I clearly remember that Strawberry Shortcake sold her own brand of douche at one point.
June 12, 2001 8:16 AM   Subscribe

I clearly remember that Strawberry Shortcake sold her own brand of douche at one point. Were I in this study, I know I would have fallen for it too. Anyone else find how easily duped we are creepy and disturbing?
posted by dong_resin (10 comments total)
 
I don't like talking to cartoon characters, I find it creepy that there are people that have jobs dressing up as Mickey or goofy and then going around chaffing 10 year old's hair. I imagine some fat guy eating a pastrami and smoking cigars on his lunch break over a box. Worse yet I imagine some creep that is actually into this stuff, like those pom-pom/mascot people. It's on the same plane as the very much.

Mefites probably wouldn't take any survey in the first place, I think I've enquired about such things once and the pay was very low, seeing how everyone around here is very rich. I sometimes see people dragging all of their 7 kids through the mall into one of those places. Also Mefites would immediately point out Bugs Bunny and with their best 'Simpsons comic book guy tone' would say "I believe that is a proper trademark of AOL!". "Worst Survey ever!"

Anyway, I don't think I've ever created anything false, well, suggestively. Sometimes there's a deja vu-type of an effect where you simultaneously feel the moment over again and then wonder about it enough to create something that never happened. I think, but then I could have created a false memory that tells me I never created any false memories.
posted by tiaka at 9:04 AM on June 12, 2001


I have a couple of key childhood memories – learning to swim, for example – that I have analyzed a little and discovered they are inaccurate. Wrong place, wrong point of view, all sorts of things. Seems like the only thing I remembered right was "I learned to swim," and the visual parts of the memories are more or less embellishments. So I would definitely agree that false memories exist.

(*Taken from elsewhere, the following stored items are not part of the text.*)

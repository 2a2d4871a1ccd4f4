//! Time and timestamp utilities

use chrono::{TimeZone, Utc};

/// Current Unix time in milliseconds, the unit of event timestamps
pub fn current_timestamp_ms() -> i64 {
    Utc::now().timestamp_millis()
}

/// RFC 3339 rendering of a millisecond timestamp, for logs and debug output
pub fn format_timestamp_ms(timestamp: i64) -> Option<String> {
    Utc.timestamp_millis_opt(timestamp)
        .single()
        .map(|dt| dt.to_rfc3339())
}

#[cfg(test)]
mod tests {
    use super::*;

    #[test]
    fn test_current_timestamp_is_milliseconds() {
        // after 2020-01-01 and before 2200-01-01
        let now = current_timestamp_ms();
        assert!(now > 1_577_836_800_000);
        assert!(now < 7_258_118_400_000);
    }

    #[test]
    fn test_format_timestamp() {
        assert_eq!(
            format_timestamp_ms(0).as_deref(),
            Some("1970-01-01T00:00:00+00:00")
        );
        assert_eq!(format_timestamp_ms(i64::MAX), None);
    }
}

That said, the idea of advertisers deliberately exploiting this phenomenon with 'nostalgic' ads disturbs me a little. Is there a way to turn off my unconscious while watching TV?
posted by D at 9:23 AM on June 12, 2001


I love the setup, with "a 4-foot-tall cardboard figure of Bugs Bunny that was casually placed in the interview room". You know, now that you mention it, I think I remember there was one of those in our last Board of Directors meeting ...
posted by JParker at 9:33 AM on June 12, 2001


I'm afraid I have to tell you, dresin, your attention getting line was way better than the story you were pushing...

but ever since I read your intro, I distinctly remember strawberry scented feminine hygiene products...

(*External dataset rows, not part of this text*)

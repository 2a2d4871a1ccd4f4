//! REST API module for HTTP endpoints
//!
//! - `POST /api/events` - Ingest raw editor records
//! - `GET /api/workspaces/:id/events` - One page of a replay window
//! - `GET /api/workspaces/:id/bounds` - Recorded time bounds
//! - `GET /api/workspaces/:id/buffer` - Reconstructed file at a prefix
//! - `GET /api/workspaces/:id/files` - Files edited in a window
//! - `GET /api/debug/events` - Every record grouped by workspace
//! - `GET /api/stats` - Store statistics
//! - `/api/sessions/...` - Scrub sessions

pub mod events;
pub mod replay;
pub mod sessions;

use axum::{
    http::StatusCode,
    response::{IntoResponse, Response},
    Json,
};
use serde::Serialize;
use tracing::{debug, error};

use crate::error::TimelineError;

/// Standard API response wrapper
#[derive(Debug, Serialize)]
#[serde(rename_all = "camelCase")]
pub struct ApiResponse<T> {
    /// Response data
    pub data: T,
    /// Next store sequence; changes whenever the log grows
    pub sequence_id: u64,
    /// Total count (for collection responses)
    #[serde(skip_serializing_if = "Option::is_none")]
    pub total: Option<usize>,
}

impl<T> ApiResponse<T> {
    pub fn new(data: T, sequence_id: u64) -> Self {
        Self {
            data,
            sequence_id,
            total: None,
        }
    }

    pub fn with_total(data: T, sequence_id: u64, total: usize) -> Self {
        Self {
            data,
            sequence_id,
            total: Some(total),
        }
    }
}

/// API error response
#[derive(Debug, Serialize)]
pub struct ApiError {
    pub error: String,
    pub code: String,
}

impl From<&TimelineError> for ApiError {
    fn from(err: &TimelineError) -> Self {
        Self {
            error: err.to_string(),
            code: err.error_code().to_string(),
        }
    }
}

/// HTTP status for each error kind
pub fn status_for(err: &TimelineError) -> StatusCode {
    match err {
        TimelineError::InvalidRecord(_) | TimelineError::InvalidCursor(_) => StatusCode::BAD_REQUEST,
        TimelineError::SessionNotFound(_) => StatusCode::NOT_FOUND,
        TimelineError::SessionClosed(_) => StatusCode::GONE,
        TimelineError::StaleFetch { .. } => StatusCode::CONFLICT,
        TimelineError::Io(_) | TimelineError::Json(_) | TimelineError::Internal(_) => {
            StatusCode::INTERNAL_SERVER_ERROR
        }
    }
}

impl IntoResponse for TimelineError {
    fn into_response(self) -> Response {
        let status = status_for(&self);
        if self.is_client_error() {
            debug!(error = %self, code = self.error_code(), "request rejected");
        } else {
            error!(error = %self, "request failed");
        }
        (status, Json(ApiError::from(&self))).into_response()
    }
}

/// Result type of every JSON handler
pub type ApiResult<T> = Result<Json<ApiResponse<T>>, TimelineError>;
//! Stateless reconstruction endpoints

use std::sync::Arc;

use axum::{
    extract::{Path, Query, State},
    Json,
};
use serde::{Deserialize, Serialize};

use super::{ApiResponse, ApiResult};
use crate::api::state::AppState;
use crate::error::{TimelineError, TimelineResult};
use crate::replay::{compute_buffer, compute_buffer_checked, ReconstructionGap};
use crate::types::{ReplayWindow, TextBuffer};
use crate::utils::current_timestamp_ms;

/// Query parameters for buffer reconstruction
#[derive(Debug, Deserialize)]
pub struct BufferParams {
    pub end: Option<i64>,
    pub file: String,
    /// Events to replay; defaults to the whole window
    pub k: Option<usize>,
    /// Report the first range that did not fit
    #[serde(default)]
    pub checked: bool,
}

#[derive(Debug, Serialize)]
#[serde(rename_all = "camelCase")]
pub struct BufferView {
    pub file_path: String,
    pub k: usize,
    pub total_events: usize,
    pub lines: TextBuffer,
    #[serde(skip_serializing_if = "Option::is_none")]
    pub gap: Option<ReconstructionGap>,
}

async fn load_window(state: &AppState, workspace_id: String, end: i64) -> TimelineResult<ReplayWindow> {
    let store = Arc::clone(&state.store);
    tokio::task::spawn_blocking(move || store.fetch_full_window(&workspace_id, end))
        .await
        .map_err(|e| TimelineError::Internal(format!("window fetch task failed: {}", e)))?
}

/// GET /api/workspaces/:id/buffer - File contents after the first `k` events
pub async fn get_buffer(
    State(state): State<Arc<AppState>>,
    Path(workspace_id): Path<String>,
    Query(params): Query<BufferParams>,
) -> ApiResult<BufferView> {
    let end = params.end.unwrap_or_else(current_timestamp_ms);
    let window = load_window(&state, workspace_id, end).await?;

    let total_events = window.len();
    let k = params.k.unwrap_or(total_events).min(total_events);

    let (lines, gap) = if params.checked {
        let reconstruction = compute_buffer_checked(&window, &params.file, k);
        let gap = reconstruction.gap();
        (reconstruction.into_lines(), gap)
    } else {
        (compute_buffer(&window, &params.file, k), None)
    };

    let view = BufferView {
        file_path: params.file,
        k,
        total_events,
        lines,
        gap,
    };
    Ok(Json(ApiResponse::new(view, state.current_sequence_id())))
}

/// Query parameters for the file list
#[derive(Debug, Deserialize)]
pub struct FilesParams {
    pub end: Option<i64>,
}

/// GET /api/workspaces/:id/files - File paths in first-edit order
pub async fn list_files(
    State(state): State<Arc<AppState>>,
    Path(workspace_id): Path<String>,
    Query(params): Query<FilesParams>,
) -> ApiResult<Vec<String>> {
    let end = params.end.unwrap_or_else(current_timestamp_ms);
    let window = load_window(&state, workspace_id, end).await?;

    let files = window.file_paths();
    let total = files.len();
    Ok(Json(ApiResponse::with_total(files, state.current_sequence_id(), total)))
}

Honestly, don't tease my like that! That looked WAY TOO GOOD and now I'll just be disappointed for the rest of the day!

Sorrowfully,

Indigo
posted by indigo at 9:57 AM on June 12, 2001


Damn this power of advertising that I wield!

Had you gone on to read the second line, maybe your expectations would have settled somewhat. :)
posted by dong_resin at 10:07 AM on June 12, 2001


I know this has come up on Metafilter before -- there was the thread about a study where people "remembered" using now-familiar products back in their childhoods, before the products actually existed. As I recall, tiaka and rodii made some good points in that thread.
posted by webmutant at 10:48 AM on June 12, 2001


Another good example is the JFK assassination. So many people have seen the Zapruder film so many times that they "remember" seeing Kennedy killed on live TV, even though there was no live coverage of the motorcade at all. Even the Zapruder film itself was not widely seen by the public for some number of years after the event because it was held by the Warren Commission.
posted by briank at 10:54 AM on June 12, 2001


You know... I really thought I saw Jason Kottke on the subway this morning. But now that I think about it I guess it was just the life-size cardboard cutout of Jason Kottke I saw at the supermarket. Weird.
posted by owen at 12:03 PM on June 12, 2001


I think the technical term for this is confabulation -- your brain making up stories to fit current circumstances.

There's a fantastic experiment about this (that I may have mentioned before here) in which the imagine of 1/2 a face is projected on to the left or right side of both eyeballs. (via a Z lens). . Anyway, when asked to re-create what they saw, the patients drew a complete face.

Coincidentally, I was reading the traffic safety article in the new yorker (1 issue ago, damn it, or I'd post the link). Interesting experiment asking folks to count passes between basketball players. Fully 50% of people missed a woman walking on to the court in a gorilla suit, waving her arms, and walking off. When asked about it, they didn't even recall anything odd happening.

So anyway: the big news is your brain makes up at least some of what you see, and filters out what it think's ain't important. Or WYSINWH (what you see is not what happened).

Or maybe... I'm just making it up...
posted by daver at 12:10 PM on June 12, 2001


I know this has come up on Metafilter before ...

So, did anyone read my post and think, "Oh, yeah, I think I remember that thread?"